---------- Data supplied ----------

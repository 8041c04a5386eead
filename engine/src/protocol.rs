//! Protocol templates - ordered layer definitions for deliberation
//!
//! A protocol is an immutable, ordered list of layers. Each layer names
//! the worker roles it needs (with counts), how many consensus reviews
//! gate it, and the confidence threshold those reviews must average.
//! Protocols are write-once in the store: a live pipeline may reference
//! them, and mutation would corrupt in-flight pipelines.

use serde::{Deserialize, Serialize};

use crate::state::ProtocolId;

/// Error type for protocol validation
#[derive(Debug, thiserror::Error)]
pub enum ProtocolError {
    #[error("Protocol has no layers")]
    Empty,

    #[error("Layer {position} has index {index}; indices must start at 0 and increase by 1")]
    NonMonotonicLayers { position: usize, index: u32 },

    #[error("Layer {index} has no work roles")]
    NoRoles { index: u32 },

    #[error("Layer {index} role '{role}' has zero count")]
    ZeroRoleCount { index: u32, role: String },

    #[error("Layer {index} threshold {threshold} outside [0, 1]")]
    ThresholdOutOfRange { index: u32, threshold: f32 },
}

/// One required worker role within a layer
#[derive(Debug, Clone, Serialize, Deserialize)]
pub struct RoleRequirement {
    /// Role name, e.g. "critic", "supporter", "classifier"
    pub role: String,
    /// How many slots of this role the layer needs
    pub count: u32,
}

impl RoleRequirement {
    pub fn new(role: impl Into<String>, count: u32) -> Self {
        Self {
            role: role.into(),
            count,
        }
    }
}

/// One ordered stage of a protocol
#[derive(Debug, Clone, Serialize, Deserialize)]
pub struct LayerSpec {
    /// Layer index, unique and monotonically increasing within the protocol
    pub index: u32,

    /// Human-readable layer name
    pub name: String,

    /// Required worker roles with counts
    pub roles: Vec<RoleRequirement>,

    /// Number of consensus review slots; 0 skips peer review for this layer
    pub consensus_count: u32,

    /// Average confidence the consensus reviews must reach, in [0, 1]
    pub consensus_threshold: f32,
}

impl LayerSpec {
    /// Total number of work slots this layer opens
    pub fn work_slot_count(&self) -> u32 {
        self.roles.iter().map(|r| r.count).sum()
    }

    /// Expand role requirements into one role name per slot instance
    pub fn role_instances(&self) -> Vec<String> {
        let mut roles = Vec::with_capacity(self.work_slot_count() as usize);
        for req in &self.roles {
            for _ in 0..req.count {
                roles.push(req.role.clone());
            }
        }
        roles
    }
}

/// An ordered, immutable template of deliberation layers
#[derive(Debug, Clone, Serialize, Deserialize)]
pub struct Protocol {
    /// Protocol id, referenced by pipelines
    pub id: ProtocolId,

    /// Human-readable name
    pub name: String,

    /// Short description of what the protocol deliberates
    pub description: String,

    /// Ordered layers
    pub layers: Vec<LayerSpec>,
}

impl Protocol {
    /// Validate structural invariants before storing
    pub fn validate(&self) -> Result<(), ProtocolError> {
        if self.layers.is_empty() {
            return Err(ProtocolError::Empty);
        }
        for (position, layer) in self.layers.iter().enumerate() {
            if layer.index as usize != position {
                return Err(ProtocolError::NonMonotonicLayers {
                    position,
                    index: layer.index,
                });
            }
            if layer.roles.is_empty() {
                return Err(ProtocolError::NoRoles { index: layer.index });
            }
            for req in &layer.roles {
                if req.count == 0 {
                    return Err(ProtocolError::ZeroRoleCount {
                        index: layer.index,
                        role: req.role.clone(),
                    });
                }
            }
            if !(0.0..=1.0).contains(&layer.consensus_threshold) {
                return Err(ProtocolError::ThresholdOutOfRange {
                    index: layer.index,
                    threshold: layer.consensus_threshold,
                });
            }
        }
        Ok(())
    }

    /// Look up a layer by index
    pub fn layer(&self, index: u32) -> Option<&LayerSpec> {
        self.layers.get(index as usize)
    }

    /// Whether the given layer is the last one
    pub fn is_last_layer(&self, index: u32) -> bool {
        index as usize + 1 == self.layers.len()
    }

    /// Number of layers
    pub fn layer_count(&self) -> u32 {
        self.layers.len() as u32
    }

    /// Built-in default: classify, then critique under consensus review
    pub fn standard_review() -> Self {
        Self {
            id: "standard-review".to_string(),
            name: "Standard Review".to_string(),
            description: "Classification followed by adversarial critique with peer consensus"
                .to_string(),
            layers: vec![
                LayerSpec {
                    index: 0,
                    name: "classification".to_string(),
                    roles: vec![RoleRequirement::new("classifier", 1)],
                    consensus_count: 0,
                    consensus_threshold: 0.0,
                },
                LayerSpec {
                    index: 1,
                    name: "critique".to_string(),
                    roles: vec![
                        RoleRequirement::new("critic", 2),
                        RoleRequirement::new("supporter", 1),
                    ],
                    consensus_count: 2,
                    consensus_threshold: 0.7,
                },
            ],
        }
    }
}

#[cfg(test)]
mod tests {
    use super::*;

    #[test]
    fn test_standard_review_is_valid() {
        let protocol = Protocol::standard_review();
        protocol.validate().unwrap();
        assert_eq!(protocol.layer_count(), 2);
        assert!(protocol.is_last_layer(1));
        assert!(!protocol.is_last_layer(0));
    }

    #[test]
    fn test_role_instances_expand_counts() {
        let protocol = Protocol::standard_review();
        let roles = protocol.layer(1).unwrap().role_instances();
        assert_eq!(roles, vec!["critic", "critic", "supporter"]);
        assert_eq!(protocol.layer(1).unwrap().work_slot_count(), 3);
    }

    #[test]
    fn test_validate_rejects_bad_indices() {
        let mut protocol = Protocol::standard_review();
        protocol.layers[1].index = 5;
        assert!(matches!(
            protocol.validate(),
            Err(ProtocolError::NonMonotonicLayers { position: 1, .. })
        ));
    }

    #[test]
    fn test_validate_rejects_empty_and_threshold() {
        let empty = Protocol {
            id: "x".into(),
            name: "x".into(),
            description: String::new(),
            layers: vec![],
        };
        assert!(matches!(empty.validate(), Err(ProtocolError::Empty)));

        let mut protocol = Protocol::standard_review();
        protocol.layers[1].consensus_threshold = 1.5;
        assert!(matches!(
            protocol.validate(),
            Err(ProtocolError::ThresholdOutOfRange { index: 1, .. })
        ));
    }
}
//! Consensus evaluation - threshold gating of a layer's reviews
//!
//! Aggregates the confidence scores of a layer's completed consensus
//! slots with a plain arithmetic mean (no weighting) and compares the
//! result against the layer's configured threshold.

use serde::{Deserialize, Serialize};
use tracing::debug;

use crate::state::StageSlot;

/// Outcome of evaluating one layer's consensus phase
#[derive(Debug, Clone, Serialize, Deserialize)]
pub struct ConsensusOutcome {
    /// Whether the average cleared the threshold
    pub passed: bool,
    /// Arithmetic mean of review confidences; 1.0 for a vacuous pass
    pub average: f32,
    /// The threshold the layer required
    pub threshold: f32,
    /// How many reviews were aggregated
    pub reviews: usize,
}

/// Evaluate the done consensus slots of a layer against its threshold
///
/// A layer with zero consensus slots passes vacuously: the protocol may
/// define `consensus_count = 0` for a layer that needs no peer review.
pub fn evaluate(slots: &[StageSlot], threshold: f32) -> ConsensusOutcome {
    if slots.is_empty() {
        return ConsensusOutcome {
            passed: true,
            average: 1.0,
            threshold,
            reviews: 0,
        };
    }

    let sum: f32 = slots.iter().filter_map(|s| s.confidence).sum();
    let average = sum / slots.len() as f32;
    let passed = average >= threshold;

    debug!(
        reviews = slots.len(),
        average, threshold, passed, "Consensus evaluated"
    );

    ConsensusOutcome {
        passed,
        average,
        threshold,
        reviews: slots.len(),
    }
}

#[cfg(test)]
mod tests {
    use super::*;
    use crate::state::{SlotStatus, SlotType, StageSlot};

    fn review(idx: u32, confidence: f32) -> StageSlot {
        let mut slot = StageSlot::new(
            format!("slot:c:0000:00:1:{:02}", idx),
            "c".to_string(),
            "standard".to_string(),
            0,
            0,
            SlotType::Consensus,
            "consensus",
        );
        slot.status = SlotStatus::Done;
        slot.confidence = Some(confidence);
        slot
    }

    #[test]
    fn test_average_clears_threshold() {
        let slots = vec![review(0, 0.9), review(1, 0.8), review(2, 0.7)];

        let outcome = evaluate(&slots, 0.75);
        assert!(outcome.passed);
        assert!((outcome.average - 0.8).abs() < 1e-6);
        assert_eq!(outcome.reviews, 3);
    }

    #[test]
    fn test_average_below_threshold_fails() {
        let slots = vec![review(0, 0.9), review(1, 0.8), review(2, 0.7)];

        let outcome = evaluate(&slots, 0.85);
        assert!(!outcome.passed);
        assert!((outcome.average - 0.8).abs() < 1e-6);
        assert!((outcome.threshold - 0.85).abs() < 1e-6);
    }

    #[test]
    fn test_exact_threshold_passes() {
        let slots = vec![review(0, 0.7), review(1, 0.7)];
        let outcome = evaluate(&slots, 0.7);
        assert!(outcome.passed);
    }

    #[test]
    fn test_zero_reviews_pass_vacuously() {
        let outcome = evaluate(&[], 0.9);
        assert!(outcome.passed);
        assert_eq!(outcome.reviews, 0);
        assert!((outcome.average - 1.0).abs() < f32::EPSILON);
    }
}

----------
---------- Data supplied ----------

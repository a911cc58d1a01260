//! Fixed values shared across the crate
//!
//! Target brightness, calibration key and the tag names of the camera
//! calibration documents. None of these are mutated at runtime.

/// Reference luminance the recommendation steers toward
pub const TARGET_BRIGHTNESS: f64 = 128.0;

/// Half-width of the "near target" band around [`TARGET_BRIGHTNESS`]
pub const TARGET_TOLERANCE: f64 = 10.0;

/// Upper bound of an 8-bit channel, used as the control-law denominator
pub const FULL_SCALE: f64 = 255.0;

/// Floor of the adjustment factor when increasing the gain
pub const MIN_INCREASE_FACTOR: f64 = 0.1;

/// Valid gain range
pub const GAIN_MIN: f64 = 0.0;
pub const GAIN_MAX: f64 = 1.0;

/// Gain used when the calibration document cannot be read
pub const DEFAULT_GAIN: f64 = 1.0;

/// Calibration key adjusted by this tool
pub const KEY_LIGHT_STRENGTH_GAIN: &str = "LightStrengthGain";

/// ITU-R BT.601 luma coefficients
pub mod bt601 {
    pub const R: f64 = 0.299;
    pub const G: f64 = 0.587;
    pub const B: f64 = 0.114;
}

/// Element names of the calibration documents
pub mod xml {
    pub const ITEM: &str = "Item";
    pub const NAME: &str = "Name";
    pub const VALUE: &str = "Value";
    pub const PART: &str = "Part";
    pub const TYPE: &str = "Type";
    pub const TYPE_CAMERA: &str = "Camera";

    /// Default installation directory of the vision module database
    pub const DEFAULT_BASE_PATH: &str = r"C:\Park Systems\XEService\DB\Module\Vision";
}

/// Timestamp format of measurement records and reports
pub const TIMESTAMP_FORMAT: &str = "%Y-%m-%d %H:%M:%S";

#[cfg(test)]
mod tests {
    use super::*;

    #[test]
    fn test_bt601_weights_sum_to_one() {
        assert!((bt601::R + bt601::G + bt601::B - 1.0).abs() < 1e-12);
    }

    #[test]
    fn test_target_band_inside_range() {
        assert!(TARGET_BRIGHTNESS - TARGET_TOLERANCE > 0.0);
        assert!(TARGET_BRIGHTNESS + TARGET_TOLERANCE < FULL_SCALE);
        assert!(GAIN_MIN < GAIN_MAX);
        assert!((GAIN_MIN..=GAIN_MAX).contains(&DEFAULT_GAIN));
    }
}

----------

Would you print, exactly as written, every line above from the one holding "and compares the" through the one holding "the layer required", with both included and no other lines?

//! slots with a plain arithmetic mean (no weighting) and compares the
//! result against the layer's configured threshold.

use serde::{Deserialize, Serialize};
use tracing::debug;

use crate::state::StageSlot;

/// Outcome of evaluating one layer's consensus phase
#[derive(Debug, Clone, Serialize, Deserialize)]
pub struct ConsensusOutcome {
    /// Whether the average cleared the threshold
    pub passed: bool,
    /// Arithmetic mean of review confidences; 1.0 for a vacuous pass
    pub average: f32,
    /// The threshold the layer required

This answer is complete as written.